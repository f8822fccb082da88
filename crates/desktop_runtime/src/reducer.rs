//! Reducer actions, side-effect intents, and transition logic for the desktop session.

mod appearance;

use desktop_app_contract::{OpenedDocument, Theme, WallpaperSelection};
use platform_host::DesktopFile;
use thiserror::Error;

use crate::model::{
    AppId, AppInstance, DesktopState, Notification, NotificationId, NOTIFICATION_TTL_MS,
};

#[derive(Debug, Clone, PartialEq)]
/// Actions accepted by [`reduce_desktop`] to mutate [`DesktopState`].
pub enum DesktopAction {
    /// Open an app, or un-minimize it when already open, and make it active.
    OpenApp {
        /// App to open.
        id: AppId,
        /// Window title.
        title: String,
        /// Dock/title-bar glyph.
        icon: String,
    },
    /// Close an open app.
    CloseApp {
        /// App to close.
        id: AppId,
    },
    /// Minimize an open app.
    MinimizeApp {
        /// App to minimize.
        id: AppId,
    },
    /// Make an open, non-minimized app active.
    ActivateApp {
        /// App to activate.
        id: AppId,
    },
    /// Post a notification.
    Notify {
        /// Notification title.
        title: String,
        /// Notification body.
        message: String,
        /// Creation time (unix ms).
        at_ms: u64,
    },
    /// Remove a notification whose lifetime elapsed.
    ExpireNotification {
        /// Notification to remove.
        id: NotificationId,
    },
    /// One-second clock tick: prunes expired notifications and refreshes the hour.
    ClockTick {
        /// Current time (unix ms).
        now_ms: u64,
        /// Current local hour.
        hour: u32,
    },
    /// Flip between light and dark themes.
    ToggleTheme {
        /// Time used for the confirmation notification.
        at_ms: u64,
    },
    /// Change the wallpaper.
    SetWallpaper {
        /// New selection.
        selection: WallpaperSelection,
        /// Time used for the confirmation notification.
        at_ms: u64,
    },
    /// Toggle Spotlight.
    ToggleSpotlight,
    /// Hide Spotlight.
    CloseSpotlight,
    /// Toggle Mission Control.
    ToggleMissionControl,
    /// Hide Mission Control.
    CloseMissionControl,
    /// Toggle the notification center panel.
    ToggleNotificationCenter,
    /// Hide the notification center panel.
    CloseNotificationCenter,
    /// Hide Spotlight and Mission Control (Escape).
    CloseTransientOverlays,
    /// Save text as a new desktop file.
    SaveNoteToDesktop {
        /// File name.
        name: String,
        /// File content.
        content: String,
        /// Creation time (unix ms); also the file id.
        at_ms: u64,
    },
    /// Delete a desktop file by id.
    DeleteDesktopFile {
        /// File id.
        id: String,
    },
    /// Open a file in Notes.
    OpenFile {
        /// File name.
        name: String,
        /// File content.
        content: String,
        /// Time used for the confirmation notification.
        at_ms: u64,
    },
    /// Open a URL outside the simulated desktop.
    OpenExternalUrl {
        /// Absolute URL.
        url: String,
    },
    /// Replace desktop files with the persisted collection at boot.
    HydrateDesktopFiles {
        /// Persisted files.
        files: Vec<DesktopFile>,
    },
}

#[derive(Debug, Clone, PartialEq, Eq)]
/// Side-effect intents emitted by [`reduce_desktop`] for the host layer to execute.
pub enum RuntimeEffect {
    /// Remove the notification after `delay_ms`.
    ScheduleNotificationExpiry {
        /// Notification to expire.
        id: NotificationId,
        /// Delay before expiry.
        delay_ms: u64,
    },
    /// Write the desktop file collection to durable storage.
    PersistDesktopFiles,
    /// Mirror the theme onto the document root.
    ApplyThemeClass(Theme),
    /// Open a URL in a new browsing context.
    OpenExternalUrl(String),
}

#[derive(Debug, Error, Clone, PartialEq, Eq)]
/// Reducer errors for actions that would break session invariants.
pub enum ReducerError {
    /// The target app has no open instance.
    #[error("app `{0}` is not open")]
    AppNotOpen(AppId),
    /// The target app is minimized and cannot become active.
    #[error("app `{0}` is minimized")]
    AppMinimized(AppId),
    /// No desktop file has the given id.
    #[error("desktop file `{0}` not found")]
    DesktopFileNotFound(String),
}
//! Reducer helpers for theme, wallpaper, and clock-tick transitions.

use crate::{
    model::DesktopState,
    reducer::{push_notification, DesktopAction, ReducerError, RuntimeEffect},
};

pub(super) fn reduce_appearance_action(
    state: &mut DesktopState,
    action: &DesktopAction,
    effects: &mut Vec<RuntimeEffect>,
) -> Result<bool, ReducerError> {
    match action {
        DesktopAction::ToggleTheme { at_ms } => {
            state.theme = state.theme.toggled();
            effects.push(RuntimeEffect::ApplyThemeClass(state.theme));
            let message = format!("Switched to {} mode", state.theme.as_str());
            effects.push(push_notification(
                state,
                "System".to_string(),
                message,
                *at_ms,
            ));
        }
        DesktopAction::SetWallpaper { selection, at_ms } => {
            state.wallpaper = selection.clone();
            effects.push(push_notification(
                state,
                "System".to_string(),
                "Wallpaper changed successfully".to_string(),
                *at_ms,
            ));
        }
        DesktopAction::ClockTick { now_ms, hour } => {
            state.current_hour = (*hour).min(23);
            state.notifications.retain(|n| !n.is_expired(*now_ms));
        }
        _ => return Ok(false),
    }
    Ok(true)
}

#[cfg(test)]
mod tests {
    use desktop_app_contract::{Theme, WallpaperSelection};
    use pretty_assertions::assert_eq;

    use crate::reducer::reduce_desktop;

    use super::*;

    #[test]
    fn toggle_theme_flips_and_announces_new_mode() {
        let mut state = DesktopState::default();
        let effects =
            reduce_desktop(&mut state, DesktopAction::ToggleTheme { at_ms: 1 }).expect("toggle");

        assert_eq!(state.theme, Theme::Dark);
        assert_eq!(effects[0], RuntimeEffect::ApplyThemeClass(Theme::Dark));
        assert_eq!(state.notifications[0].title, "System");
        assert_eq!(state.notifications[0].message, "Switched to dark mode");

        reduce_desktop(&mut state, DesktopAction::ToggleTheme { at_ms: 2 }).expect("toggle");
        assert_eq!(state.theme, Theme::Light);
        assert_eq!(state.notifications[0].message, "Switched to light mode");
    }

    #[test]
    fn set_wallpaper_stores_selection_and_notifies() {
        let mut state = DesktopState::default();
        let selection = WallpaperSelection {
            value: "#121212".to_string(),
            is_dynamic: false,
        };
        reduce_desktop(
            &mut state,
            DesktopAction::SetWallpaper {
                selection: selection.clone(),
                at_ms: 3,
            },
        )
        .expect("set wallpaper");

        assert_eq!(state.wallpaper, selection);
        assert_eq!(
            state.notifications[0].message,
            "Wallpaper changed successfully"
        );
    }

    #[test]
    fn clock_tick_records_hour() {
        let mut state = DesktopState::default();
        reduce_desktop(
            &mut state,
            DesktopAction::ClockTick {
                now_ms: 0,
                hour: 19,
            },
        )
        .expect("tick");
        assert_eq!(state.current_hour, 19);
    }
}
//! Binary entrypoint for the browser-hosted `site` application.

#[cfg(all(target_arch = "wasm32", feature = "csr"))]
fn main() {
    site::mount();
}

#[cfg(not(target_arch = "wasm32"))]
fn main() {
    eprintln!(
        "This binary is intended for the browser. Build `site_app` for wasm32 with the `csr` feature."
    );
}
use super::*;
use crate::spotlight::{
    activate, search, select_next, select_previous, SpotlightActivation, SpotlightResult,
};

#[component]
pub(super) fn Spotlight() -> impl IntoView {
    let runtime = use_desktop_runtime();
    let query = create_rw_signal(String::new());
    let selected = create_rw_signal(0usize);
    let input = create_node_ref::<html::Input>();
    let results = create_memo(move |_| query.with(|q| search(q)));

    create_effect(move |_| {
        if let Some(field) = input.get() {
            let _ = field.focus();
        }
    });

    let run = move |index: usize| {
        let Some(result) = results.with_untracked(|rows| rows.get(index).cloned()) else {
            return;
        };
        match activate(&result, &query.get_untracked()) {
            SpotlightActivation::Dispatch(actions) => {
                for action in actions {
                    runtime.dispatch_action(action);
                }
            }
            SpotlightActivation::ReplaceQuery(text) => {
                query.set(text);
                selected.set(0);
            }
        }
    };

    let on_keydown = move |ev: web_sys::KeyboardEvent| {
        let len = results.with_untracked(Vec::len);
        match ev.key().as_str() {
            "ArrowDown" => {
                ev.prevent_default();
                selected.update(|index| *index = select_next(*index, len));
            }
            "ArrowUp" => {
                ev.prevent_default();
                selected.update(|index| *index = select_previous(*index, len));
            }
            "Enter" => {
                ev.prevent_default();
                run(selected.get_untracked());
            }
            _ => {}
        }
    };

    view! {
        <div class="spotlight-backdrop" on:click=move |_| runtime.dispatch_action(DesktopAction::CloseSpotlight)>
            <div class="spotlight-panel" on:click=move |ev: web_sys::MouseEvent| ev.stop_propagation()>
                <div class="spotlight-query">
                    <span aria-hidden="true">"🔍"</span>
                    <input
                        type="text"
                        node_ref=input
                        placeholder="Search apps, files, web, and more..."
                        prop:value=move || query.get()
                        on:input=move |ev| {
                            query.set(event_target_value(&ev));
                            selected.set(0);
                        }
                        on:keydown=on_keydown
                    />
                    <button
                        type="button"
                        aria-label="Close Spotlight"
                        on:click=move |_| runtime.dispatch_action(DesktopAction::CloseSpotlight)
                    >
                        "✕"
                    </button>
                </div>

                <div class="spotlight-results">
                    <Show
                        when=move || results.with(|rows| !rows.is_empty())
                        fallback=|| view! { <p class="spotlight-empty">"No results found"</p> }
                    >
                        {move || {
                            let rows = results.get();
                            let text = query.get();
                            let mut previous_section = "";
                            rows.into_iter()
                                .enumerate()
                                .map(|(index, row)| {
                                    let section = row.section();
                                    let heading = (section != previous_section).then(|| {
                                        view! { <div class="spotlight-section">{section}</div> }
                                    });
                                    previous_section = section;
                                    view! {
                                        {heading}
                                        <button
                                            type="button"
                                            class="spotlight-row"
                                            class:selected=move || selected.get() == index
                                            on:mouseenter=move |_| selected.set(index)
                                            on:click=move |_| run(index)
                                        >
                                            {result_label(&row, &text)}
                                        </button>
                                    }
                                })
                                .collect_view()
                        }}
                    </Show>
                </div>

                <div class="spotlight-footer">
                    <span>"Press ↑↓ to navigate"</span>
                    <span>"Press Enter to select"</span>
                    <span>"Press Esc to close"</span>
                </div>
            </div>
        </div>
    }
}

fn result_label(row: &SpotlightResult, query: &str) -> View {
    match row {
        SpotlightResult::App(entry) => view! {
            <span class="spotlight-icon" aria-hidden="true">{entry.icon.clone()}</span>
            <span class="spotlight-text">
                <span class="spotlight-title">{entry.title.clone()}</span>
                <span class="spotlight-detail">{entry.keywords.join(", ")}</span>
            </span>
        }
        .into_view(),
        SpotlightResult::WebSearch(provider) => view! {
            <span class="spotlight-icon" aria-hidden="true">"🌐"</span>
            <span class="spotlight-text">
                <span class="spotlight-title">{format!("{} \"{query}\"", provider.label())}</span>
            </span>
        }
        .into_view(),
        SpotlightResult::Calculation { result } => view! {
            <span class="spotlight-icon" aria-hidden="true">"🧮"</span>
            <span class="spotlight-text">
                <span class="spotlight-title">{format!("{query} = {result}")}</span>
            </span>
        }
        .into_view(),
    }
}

++++++++++++++++++++

--- TASK GOAL ---
What should be returned is the run of lines from the first line of the material through the line containing "#[derive(Debug, Clone, PartialEq)]", exact and inclusive, and nothing else.

--- EXERCISE SOLUTION ---
repository f8822fccb082da88
filename crates/desktop_runtime/src/reducer.rs
//! Reducer actions, side-effect intents, and transition logic for the desktop session.

mod appearance;

use desktop_app_contract::{OpenedDocument, Theme, WallpaperSelection};
use platform_host::DesktopFile;
use thiserror::Error;

use crate::model::{
    AppId, AppInstance, DesktopState, Notification, NotificationId, NOTIFICATION_TTL_MS,
};

#[derive(Debug, Clone, PartialEq)]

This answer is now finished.